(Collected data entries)
+++
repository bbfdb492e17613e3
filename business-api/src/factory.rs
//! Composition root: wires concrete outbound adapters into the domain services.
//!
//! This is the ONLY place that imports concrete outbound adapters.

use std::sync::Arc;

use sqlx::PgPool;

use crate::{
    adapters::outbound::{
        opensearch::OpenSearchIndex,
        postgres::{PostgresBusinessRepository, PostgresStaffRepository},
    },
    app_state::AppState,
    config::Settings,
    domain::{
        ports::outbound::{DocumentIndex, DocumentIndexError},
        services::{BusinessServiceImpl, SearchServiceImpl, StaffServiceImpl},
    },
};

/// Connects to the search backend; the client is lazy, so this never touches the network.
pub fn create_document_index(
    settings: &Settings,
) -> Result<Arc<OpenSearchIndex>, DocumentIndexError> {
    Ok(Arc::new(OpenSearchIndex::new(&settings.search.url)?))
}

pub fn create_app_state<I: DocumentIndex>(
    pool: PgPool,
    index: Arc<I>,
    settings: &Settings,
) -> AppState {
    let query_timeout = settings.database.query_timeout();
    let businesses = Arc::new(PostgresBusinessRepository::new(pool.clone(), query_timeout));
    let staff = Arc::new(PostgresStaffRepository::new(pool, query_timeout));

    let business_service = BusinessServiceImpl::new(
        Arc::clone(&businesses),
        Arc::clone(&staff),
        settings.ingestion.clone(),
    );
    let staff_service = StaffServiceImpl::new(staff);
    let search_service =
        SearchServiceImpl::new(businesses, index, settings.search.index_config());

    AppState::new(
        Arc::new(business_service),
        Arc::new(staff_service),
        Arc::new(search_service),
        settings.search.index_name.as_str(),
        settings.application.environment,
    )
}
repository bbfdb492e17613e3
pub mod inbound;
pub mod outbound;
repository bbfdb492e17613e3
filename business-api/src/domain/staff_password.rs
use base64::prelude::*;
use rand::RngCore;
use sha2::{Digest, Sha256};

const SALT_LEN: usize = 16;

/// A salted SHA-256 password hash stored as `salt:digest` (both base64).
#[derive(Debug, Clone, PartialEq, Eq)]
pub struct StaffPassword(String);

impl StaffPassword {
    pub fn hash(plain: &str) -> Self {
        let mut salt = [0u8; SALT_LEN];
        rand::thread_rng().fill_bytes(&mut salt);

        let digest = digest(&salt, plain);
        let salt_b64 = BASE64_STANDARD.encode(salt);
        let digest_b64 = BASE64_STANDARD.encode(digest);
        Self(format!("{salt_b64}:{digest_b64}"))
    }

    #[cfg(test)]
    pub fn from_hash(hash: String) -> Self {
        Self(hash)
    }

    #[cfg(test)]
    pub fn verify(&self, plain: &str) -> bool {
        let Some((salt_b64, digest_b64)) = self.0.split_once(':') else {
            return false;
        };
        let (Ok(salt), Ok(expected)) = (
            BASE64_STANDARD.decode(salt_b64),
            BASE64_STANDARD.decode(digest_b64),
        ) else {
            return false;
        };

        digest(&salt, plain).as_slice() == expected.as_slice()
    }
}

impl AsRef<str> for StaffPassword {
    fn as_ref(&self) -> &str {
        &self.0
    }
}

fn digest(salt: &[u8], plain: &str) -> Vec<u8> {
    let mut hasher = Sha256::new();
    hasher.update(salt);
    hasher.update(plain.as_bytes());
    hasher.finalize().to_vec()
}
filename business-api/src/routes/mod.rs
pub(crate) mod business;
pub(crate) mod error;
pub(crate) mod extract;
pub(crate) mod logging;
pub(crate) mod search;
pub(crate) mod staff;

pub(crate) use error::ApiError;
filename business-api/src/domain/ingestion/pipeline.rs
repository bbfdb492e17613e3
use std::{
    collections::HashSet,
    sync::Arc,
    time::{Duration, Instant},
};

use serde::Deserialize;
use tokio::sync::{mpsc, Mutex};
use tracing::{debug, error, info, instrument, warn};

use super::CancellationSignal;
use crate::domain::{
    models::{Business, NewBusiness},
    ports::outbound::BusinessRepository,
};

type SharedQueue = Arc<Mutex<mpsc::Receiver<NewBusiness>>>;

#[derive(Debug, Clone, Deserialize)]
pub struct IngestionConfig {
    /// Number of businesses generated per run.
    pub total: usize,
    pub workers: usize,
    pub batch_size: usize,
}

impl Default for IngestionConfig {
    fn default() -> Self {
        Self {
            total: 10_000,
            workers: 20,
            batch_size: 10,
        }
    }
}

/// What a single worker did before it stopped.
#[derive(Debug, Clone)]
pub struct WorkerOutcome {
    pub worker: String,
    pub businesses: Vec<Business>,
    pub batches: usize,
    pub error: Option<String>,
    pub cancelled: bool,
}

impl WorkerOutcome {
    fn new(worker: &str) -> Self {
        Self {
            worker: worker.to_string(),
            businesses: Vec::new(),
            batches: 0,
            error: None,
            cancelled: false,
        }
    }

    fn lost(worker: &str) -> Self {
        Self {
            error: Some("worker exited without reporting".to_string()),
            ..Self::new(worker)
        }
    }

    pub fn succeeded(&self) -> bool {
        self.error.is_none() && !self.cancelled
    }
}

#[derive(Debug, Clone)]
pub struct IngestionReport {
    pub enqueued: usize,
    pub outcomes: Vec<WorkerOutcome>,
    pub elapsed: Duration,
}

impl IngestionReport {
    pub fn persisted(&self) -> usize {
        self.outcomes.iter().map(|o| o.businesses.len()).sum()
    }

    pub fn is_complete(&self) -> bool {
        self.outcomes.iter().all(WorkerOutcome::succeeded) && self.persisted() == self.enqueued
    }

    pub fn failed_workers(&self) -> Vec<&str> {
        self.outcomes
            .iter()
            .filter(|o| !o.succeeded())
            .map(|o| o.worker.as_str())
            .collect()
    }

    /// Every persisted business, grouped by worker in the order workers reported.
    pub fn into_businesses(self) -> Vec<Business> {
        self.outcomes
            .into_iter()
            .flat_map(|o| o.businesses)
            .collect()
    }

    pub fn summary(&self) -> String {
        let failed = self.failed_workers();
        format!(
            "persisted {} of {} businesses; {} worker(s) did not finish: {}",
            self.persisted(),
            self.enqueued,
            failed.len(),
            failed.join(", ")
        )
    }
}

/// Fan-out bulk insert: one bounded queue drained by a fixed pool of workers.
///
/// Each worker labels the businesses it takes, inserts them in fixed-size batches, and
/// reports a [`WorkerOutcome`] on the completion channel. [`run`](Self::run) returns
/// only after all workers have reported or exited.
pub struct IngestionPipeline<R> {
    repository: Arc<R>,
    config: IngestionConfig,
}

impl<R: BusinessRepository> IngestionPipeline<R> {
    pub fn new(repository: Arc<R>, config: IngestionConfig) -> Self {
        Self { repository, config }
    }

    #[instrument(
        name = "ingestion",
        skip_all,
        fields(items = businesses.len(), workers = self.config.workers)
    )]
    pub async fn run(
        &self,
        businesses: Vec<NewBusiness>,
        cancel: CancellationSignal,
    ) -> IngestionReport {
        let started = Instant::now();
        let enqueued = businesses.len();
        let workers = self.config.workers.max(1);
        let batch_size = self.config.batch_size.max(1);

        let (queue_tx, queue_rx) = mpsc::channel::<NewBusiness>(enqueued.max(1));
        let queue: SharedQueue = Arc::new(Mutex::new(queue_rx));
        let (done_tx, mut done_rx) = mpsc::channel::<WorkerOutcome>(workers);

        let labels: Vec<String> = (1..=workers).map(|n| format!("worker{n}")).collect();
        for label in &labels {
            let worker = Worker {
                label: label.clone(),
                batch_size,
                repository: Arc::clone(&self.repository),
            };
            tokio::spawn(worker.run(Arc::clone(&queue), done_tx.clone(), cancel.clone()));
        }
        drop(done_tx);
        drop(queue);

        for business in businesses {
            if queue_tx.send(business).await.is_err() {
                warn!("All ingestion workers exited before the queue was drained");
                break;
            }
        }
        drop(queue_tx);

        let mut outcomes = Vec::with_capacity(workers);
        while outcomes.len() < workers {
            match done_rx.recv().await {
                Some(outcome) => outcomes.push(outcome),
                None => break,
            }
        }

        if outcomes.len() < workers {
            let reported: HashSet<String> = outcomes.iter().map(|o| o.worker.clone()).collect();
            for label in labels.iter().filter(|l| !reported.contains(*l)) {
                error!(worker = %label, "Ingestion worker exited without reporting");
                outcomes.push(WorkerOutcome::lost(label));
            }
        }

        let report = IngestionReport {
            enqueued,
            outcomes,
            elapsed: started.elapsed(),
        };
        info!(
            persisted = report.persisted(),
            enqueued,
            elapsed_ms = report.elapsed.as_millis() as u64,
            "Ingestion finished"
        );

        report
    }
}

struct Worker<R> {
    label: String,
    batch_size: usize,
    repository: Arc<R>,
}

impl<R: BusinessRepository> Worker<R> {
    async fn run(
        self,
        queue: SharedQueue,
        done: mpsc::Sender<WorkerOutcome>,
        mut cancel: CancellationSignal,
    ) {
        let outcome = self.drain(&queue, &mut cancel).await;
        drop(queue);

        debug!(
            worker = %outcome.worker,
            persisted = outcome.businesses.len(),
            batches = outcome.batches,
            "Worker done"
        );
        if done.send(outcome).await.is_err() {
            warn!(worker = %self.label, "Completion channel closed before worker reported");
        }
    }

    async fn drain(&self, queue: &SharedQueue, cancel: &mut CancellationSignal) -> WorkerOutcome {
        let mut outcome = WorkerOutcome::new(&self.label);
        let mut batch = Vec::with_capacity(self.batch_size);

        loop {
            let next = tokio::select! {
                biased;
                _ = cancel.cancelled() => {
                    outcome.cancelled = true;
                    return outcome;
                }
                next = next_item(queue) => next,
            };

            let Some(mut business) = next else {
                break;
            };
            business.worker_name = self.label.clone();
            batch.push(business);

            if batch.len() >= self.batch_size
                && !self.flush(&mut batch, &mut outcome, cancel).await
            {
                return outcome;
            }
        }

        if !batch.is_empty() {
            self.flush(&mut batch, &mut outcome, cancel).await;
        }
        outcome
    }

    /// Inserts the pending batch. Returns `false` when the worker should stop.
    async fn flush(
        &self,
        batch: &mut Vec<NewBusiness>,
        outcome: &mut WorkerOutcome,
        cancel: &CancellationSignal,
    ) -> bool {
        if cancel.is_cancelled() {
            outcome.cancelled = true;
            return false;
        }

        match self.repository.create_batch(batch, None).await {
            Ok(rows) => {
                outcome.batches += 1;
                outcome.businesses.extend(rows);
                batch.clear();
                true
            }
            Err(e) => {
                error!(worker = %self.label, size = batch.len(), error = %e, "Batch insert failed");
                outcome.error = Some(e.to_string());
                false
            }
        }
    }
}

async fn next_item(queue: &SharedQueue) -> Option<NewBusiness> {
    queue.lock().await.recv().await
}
+++
WORK TO BE COMPLETED – Above are the lines; repeat exactly the ones from the line containing "pub(crate) mod error;" down to the line containing "pub struct IngestionConfig", both inclusive.

RESPONSE –
pub(crate) mod error;
pub(crate) mod extract;
pub(crate) mod logging;
pub(crate) mod search;
pub(crate) mod staff;

pub(crate) use error::ApiError;
filename business-api/src/domain/ingestion/pipeline.rs
repository bbfdb492e17613e3
use std::{
    collections::HashSet,
    sync::Arc,
    time::{Duration, Instant},
};

use serde::Deserialize;
use tokio::sync::{mpsc, Mutex};
use tracing::{debug, error, info, instrument, warn};

use super::CancellationSignal;
use crate::domain::{
    models::{Business, NewBusiness},
    ports::outbound::BusinessRepository,
};

type SharedQueue = Arc<Mutex<mpsc::Receiver<NewBusiness>>>;

#[derive(Debug, Clone, Deserialize)]
pub struct IngestionConfig {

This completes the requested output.